Dulcis in fundo, e come si dice oggi last but not least, abbiamo assistito alla nomina di David Sassoli a Presidente del Parlamento Europeo. Nonostante le dichiarazioni entusiastiche di Salvini sui risultati elettorali e le promesse secondo cui in Europa sarebbe cambiato tutto, è stato eletto Sassoli, che non appartiene alle truppe leghiste, e nemmeno a quelle “gialle” dei 5 Stelle. Bensì proviene dalle file del derelitto Partito Democratico, il quale, pur avendo perso le elezioni, ha ottenuto una carica tanto prestigiosa, nella persona di questo analista à la page, mentre il Carroccio “non tocca palla”. Già dal discorso di insediamento, Sassoli ha tenuto a ricordare che chi pensava che il progetto europeista venisse sconfitto dalle urne, si è dovuto ricredere e che anzi tale progetto andrà rilanciato con forza all’insegna di “democrazia, diritti, sviluppo e uguaglianza”… Viene da chiedersi se forse il PD viva in un’Europa molto diversa da quella in cui viviamo tutti. Ma d’altronde l’estraneità dalla realtà della dirigenza piddina è la causa prima della devastazione subita da questo partito dalla esperienza Renzi ai giorni nostri. Sul delirio di una presunta difesa delle opposizioni e delle minoranze all’interno della UE, altro tema trattato nel discorso di insediamento, non penso valga nemmeno la pena di dilungarsi. Ma giusto per curiosità, se il neo Presidente vuol conoscere decine e decine di persone attualmente sotto processo nella sola Italia per reati di opinione, posso avere io stesso il piacere di fargliene conoscere diverse. Senza contare i vili pestaggi a cui sono stati sottoposti esponenti dell’opposizione nei mesi scorsi nella europeissima Germania. Su quanto poi vengano discriminati i musulmani in Europa è quasi surreale parlarne. Basti pensare che vengono aperte sinagoghe e chiese in ogni angolo del Continente, ma per aprire una moschea, nella “diversissima” Italia, come sostiene Sassoli, servono permessi. Si sente spesso dire che dovrebbe essere richiesto l’obbligo dell’italiano nelle funzioni (cosa che ci si guarda bene dal chiedere di farlo ai rabbini). E’ questo il teatrino a cui assistiamo quasi quotidianamente. Infine molto curioso l’invito alla riforma del Trattato di Dublino: come a chiedere una presa di posizione contro l’immigrazione clandestina. Forse il PD ha preso questa decisione a bordo della SeaWatch della “mitica” capitana Carola!

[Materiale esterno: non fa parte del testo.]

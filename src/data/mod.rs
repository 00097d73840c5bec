/// Data layer: core types, the external collaborators and their loaders.
///
/// Architecture:
/// ```text
///  dataset.json / responses.csv / spheres.csv / flux.json
///        │
///        ▼
///   ┌──────────┐
///   │  loader   │  parse files → Dataset
///   └──────────┘
///        │
///        ▼
///   ┌────────────────────────────────────────────┐
///   │ Dataset                                    │
///   │   catalog    InMemoryCatalog   (catalog)    │
///   │   flux       TabulatedFlux     (flux)       │
///   │   foil       TabulatedFoilData (experiment) │
///   │   spheres    SphereSpectra     (experiment) │
///   └────────────────────────────────────────────┘
///        │
///        ▼
///   model: ResponseMatrix, DefaultSpectrum, MeasurementVector, ...
/// ```

pub mod catalog;
pub mod experiment;
pub mod flux;
pub mod loader;
pub mod model;
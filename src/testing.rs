//! Synthetic fixtures shared by the unit tests.

use std::collections::BTreeMap;

use ndarray::{Array1, Array4};

use crate::config::ExperimentConstants;
use crate::data::catalog::InMemoryCatalog;
use crate::data::experiment::{SphereSpectra, TabulatedFoilData};
use crate::data::flux::TabulatedFlux;
use crate::data::model::{RawSpectrum, ResponseFunction};
use crate::detector::{DetectorId, DetectorLayout};
use crate::fit::{FitConfig, PeakParams};

pub const N_BINS: usize = 20;
pub const FLUX_REFERENCE_KW: f64 = 1e5;

/// Shape of the synthetic sphere spectra; `c` is replaced per sphere.
pub const SPHERE_PEAK: PeakParams = PeakParams {
    a: 200.0,
    b: 0.004,
    c: 0.0,
    d: 40.0,
    e: 700.0,
};

pub fn edges() -> Vec<f64> {
    (0..=N_BINS)
        .map(|i| 1e-9 * 10f64.powf(i as f64 * 10.0 / N_BINS as f64))
        .collect()
}

/// Fit settings starting close to the synthetic peak shape.
pub fn fit_config() -> FitConfig {
    FitConfig {
        initial_guess: PeakParams {
            a: 160.0,
            b: 0.0044,
            c: 1.0e4,
            d: 37.0,
            e: 695.0,
        },
        ..FitConfig::default()
    }
}

pub fn constants() -> ExperimentConstants {
    ExperimentConstants {
        fit: fit_config(),
        ..ExperimentConstants::default()
    }
}

/// Bell-shaped response centred on `center` (in bins), floored above zero.
fn bump(center: f64, width: f64, height: f64) -> Vec<f64> {
    (0..N_BINS)
        .map(|j| {
            let z = (j as f64 - center) / width;
            height * (-0.5 * z * z).exp() + 1e-3
        })
        .collect()
}

pub fn response_for(id: DetectorId) -> ResponseFunction {
    let values = match id {
        DetectorId::Foil(ch) => bump(ch as f64 * 2.0 + 1.0, 1.5, 2.0),
        DetectorId::Sphere(size) => bump(size as f64 * 1.4 + 2.0, 3.0, 0.5 + size as f64 * 0.05),
    };
    ResponseFunction::new(values, edges())
}

pub fn catalog() -> InMemoryCatalog {
    DetectorLayout::default()
        .all()
        .into_iter()
        .map(|id| (id.catalog_key(), response_for(id)))
        .collect()
}

/// True spectrum per bin at the flux reference power.
pub fn true_spectrum() -> Array1<f64> {
    Array1::from_iter((0..N_BINS).map(|j| 1.0e3 * (1.0 + (j as f64 * 0.6).sin().abs())))
}

/// Tensor `[1 particle, 3 angular, N_BINS + 1 energy, 2 quantities]`.
/// Angular group 0 holds the total, energy group 0 is a placeholder.
pub fn flux() -> TabulatedFlux {
    let truth = true_spectrum();
    let mut tensor = Array4::<f64>::zeros((1, 3, N_BINS + 1, 2));
    tensor[[0, 0, 0, 0]] = 99.0;
    tensor[[0, 1, 0, 0]] = 55.0;
    for j in 0..N_BINS {
        let forward = 0.75 * truth[j];
        let backward = 0.25 * truth[j];
        tensor[[0, 0, j + 1, 0]] = truth[j];
        tensor[[0, 1, j + 1, 0]] = forward;
        tensor[[0, 2, j + 1, 0]] = backward;
        tensor[[0, 1, j + 1, 1]] = 0.01;
        tensor[[0, 2, j + 1, 1]] = 0.01;
    }
    let mut tensors = BTreeMap::new();
    tensors.insert("n".to_string(), tensor);
    TabulatedFlux::new(FLUX_REFERENCE_KW, tensors).unwrap()
}

fn fold(id: DetectorId, spectrum: &Array1<f64>) -> f64 {
    response_for(id)
        .values
        .iter()
        .zip(spectrum.iter())
        .map(|(r, s)| r * s)
        .sum()
}

/// Foil activities consistent with the true spectrum at the foil
/// nominal power.
pub fn foil_data() -> TabulatedFoilData {
    let constants = ExperimentConstants::default();
    let truth = true_spectrum() * (constants.foil_nominal_power_kw / FLUX_REFERENCE_KW);
    TabulatedFoilData {
        activities: constants.layout.foils().map(|id| fold(id, &truth)).collect(),
    }
}

/// A 2048-channel integer spectrum with the given peak area.
pub fn sphere_spectrum(area: f64, live_time: f64) -> RawSpectrum {
    let lld = FitConfig::default().lld;
    let shape = PeakParams {
        c: area,
        ..SPHERE_PEAK
    };
    let counts = (0..2048)
        .map(|ch| {
            if ch < lld {
                5_000
            } else {
                shape.eval((ch - lld) as f64).round() as u64
            }
        })
        .collect();
    RawSpectrum::new(counts, live_time).unwrap()
}

pub const SPHERE_LIVE_TIME: f64 = 1000.0;

/// Sphere spectra whose peak rates are consistent with the true
/// spectrum at the sphere nominal power.
pub fn sphere_spectra() -> SphereSpectra {
    let constants = ExperimentConstants::default();
    let truth = true_spectrum() * (constants.sphere_nominal_power_kw / FLUX_REFERENCE_KW);
    let mut spheres = SphereSpectra::default();
    for id in constants.layout.spheres() {
        if let DetectorId::Sphere(size) = id {
            let rate = fold(id, &truth);
            spheres.insert(size, sphere_spectrum(rate * SPHERE_LIVE_TIME, SPHERE_LIVE_TIME));
        }
    }
    spheres
}

/// Expected sphere rate at the sphere nominal power.
pub fn expected_sphere_rate(size: u8) -> f64 {
    let constants = ExperimentConstants::default();
    let truth = true_spectrum() * (constants.sphere_nominal_power_kw / FLUX_REFERENCE_KW);
    fold(DetectorId::Sphere(size), &truth)
}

Ma siccome vi abbiamo abituato a guardare al futuro, cercando di anticipare gli scenari venturi, le ultime parole le voglio dedicare alla prossima nomina del Commissario che spetterà all’Italia. Il Governo avrebbe chiesto un ruolo di primo piano e possibilmente in qualche ambito economico. Ammesso e non concesso che tale richiesta venga accolta, cosa che vista la debolezza e l’isolamento che il nostro esecutivo vanta nel nuovo scenario europeo mi fa dubitare alquanto possa succedere, quale è il nome nuovo che i sovranisti nostrani vogliono giocarsi? La risposta è l’ex Ministro di Forza Italia Giulio Tremonti. Sebbene critico verso l’austerity e sostenitore di “presunte” radici giudaico-cristiane dell’Unione Europea, ma siamo proprio sicuri che Tremonti possa essere la figura che ribalti le logiche europeiste a favore del sovranismo? Siamo proprio certi che la sua candidatura non sia “il meno peggio” che Roma possa chiedere all’asse PPE-Socialisti nuovamente al potere a Bruxelles? L’idea è che possa valere anche in questo caso il detto “tanto fumo poco arrosto” per il Capitano Salvini.
Insomma, parafrasando un altro detto popolare, e come da noi già anticipato, con il nuovo assetto di potere Europeo noi cittadini del Vecchio Continente siamo proprio caduti “dalla padella Junker nella brace von der Leyen”.